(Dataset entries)
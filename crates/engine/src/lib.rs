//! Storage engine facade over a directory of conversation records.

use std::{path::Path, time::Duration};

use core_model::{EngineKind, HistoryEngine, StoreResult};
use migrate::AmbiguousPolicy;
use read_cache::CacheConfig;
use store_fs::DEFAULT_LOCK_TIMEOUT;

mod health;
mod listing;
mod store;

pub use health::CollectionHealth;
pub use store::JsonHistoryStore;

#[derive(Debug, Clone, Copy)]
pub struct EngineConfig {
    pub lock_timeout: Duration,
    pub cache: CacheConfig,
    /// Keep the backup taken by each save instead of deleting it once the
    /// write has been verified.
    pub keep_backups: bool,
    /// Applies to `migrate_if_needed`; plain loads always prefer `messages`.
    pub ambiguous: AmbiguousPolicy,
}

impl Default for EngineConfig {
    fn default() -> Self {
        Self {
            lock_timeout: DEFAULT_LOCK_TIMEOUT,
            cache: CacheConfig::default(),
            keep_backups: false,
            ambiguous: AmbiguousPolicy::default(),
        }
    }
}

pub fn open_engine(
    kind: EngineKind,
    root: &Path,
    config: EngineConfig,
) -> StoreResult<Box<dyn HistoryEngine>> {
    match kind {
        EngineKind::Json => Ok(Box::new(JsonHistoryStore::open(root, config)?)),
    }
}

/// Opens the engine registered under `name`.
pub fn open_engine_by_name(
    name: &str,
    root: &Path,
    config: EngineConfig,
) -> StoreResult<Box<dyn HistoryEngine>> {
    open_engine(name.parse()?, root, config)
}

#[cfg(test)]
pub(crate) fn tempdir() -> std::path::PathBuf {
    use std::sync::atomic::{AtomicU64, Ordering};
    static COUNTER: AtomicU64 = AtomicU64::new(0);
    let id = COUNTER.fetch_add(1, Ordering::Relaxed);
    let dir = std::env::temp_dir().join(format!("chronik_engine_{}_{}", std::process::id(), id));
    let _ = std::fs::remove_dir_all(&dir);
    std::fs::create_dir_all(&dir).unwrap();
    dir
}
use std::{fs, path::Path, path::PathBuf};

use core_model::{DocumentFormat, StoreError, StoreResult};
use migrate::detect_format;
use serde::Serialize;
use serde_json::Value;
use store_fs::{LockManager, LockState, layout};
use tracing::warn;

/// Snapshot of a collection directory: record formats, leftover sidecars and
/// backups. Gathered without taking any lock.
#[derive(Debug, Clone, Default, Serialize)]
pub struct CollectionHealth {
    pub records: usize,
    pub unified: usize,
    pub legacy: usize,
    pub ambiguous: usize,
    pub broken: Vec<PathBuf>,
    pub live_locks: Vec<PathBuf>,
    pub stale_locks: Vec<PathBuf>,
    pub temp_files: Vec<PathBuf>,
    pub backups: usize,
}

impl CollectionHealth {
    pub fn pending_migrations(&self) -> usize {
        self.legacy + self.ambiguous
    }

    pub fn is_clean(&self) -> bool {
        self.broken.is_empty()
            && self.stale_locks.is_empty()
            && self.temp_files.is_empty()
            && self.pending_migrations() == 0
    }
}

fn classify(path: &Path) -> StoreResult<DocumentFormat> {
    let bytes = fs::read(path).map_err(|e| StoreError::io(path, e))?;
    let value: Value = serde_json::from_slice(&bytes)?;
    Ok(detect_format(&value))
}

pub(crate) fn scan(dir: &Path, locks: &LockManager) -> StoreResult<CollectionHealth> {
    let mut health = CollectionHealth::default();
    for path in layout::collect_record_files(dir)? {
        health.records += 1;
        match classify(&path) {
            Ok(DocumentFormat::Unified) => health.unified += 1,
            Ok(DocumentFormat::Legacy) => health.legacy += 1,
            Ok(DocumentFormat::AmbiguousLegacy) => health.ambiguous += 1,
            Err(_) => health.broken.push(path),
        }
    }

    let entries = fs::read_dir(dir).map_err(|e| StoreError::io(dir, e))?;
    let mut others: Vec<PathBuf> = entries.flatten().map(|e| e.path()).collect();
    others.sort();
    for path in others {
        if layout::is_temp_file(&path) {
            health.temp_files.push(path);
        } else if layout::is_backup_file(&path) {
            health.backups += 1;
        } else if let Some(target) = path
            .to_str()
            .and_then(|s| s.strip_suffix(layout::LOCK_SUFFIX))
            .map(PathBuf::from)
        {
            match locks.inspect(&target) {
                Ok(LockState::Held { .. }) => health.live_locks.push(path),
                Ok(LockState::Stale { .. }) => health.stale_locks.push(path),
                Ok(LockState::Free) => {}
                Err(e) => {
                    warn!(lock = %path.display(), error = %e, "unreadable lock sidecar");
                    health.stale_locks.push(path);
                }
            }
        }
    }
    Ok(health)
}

**Work to be completed**
Output all of the data exactly as given.

**Answer section**
filename crates/engine/src/lib.rs
//! Storage engine facade over a directory of conversation records.

use std::{path::Path, time::Duration};

use core_model::{EngineKind, HistoryEngine, StoreResult};
use migrate::AmbiguousPolicy;
use read_cache::CacheConfig;
use store_fs::DEFAULT_LOCK_TIMEOUT;

mod health;
mod listing;
mod store;

pub use health::CollectionHealth;
pub use store::JsonHistoryStore;

#[derive(Debug, Clone, Copy)]
pub struct EngineConfig {
    pub lock_timeout: Duration,
    pub cache: CacheConfig,
    /// Keep the backup taken by each save instead of deleting it once the
    /// write has been verified.
    pub keep_backups: bool,
    /// Applies to `migrate_if_needed`; plain loads always prefer `messages`.
    pub ambiguous: AmbiguousPolicy,
}

impl Default for EngineConfig {
    fn default() -> Self {
        Self {
            lock_timeout: DEFAULT_LOCK_TIMEOUT,
            cache: CacheConfig::default(),
            keep_backups: false,
            ambiguous: AmbiguousPolicy::default(),
        }
    }
}

pub fn open_engine(
    kind: EngineKind,
    root: &Path,
    config: EngineConfig,
) -> StoreResult<Box<dyn HistoryEngine>> {
    match kind {
        EngineKind::Json => Ok(Box::new(JsonHistoryStore::open(root, config)?)),
    }
}

/// Opens the engine registered under `name`.
pub fn open_engine_by_name(
    name: &str,
    root: &Path,
    config: EngineConfig,
) -> StoreResult<Box<dyn HistoryEngine>> {
    open_engine(name.parse()?, root, config)
}

#[cfg(test)]
pub(crate) fn tempdir() -> std::path::PathBuf {
    use std::sync::atomic::{AtomicU64, Ordering};
    static COUNTER: AtomicU64 = AtomicU64::new(0);
    let id = COUNTER.fetch_add(1, Ordering::Relaxed);
    let dir = std::env::temp_dir().join(format!("chronik_engine_{}_{}", std::process::id(), id));
    let _ = std::fs::remove_dir_all(&dir);
    std::fs::create_dir_all(&dir).unwrap();
    dir
}
use std::{fs, path::Path, path::PathBuf};

use core_model::{DocumentFormat, StoreError, StoreResult};
use migrate::detect_format;
use serde::Serialize;
use serde_json::Value;
use store_fs::{LockManager, LockState, layout};
use tracing::warn;

/// Snapshot of a collection directory: record formats, leftover sidecars and
/// backups. Gathered without taking any lock.
#[derive(Debug, Clone, Default, Serialize)]
pub struct CollectionHealth {
    pub records: usize,
    pub unified: usize,
    pub legacy: usize,
    pub ambiguous: usize,
    pub broken: Vec<PathBuf>,
    pub live_locks: Vec<PathBuf>,
    pub stale_locks: Vec<PathBuf>,
    pub temp_files: Vec<PathBuf>,
    pub backups: usize,
}

impl CollectionHealth {
    pub fn pending_migrations(&self) -> usize {
        self.legacy + self.ambiguous
    }

    pub fn is_clean(&self) -> bool {
        self.broken.is_empty()
            && self.stale_locks.is_empty()
            && self.temp_files.is_empty()
            && self.pending_migrations() == 0
    }
}

fn classify(path: &Path) -> StoreResult<DocumentFormat> {
    let bytes = fs::read(path).map_err(|e| StoreError::io(path, e))?;
    let value: Value = serde_json::from_slice(&bytes)?;
    Ok(detect_format(&value))
}

pub(crate) fn scan(dir: &Path, locks: &LockManager) -> StoreResult<CollectionHealth> {
    let mut health = CollectionHealth::default();
    for path in layout::collect_record_files(dir)? {
        health.records += 1;
        match classify(&path) {
            Ok(DocumentFormat::Unified) => health.unified += 1,
            Ok(DocumentFormat::Legacy) => health.legacy += 1,
            Ok(DocumentFormat::AmbiguousLegacy) => health.ambiguous += 1,
            Err(_) => health.broken.push(path),
        }
    }

    let entries = fs::read_dir(dir).map_err(|e| StoreError::io(dir, e))?;
    let mut others: Vec<PathBuf> = entries.flatten().map(|e| e.path()).collect();
    others.sort();
    for path in others {
        if layout::is_temp_file(&path) {
            health.temp_files.push(path);
        } else if layout::is_backup_file(&path) {
            health.backups += 1;
        } else if let Some(target) = path
            .to_str()
            .and_then(|s| s.strip_suffix(layout::LOCK_SUFFIX))
            .map(PathBuf::from)
        {
            match locks.inspect(&target) {
                Ok(LockState::Held { .. }) => health.live_locks.push(path),
                Ok(LockState::Stale { .. }) => health.stale_locks.push(path),
                Ok(LockState::Free) => {}
                Err(e) => {
                    warn!(lock = %path.display(), error = %e, "unreadable lock sidecar");
                    health.stale_locks.push(path);
                }
            }
        }
    }
    Ok(health)
}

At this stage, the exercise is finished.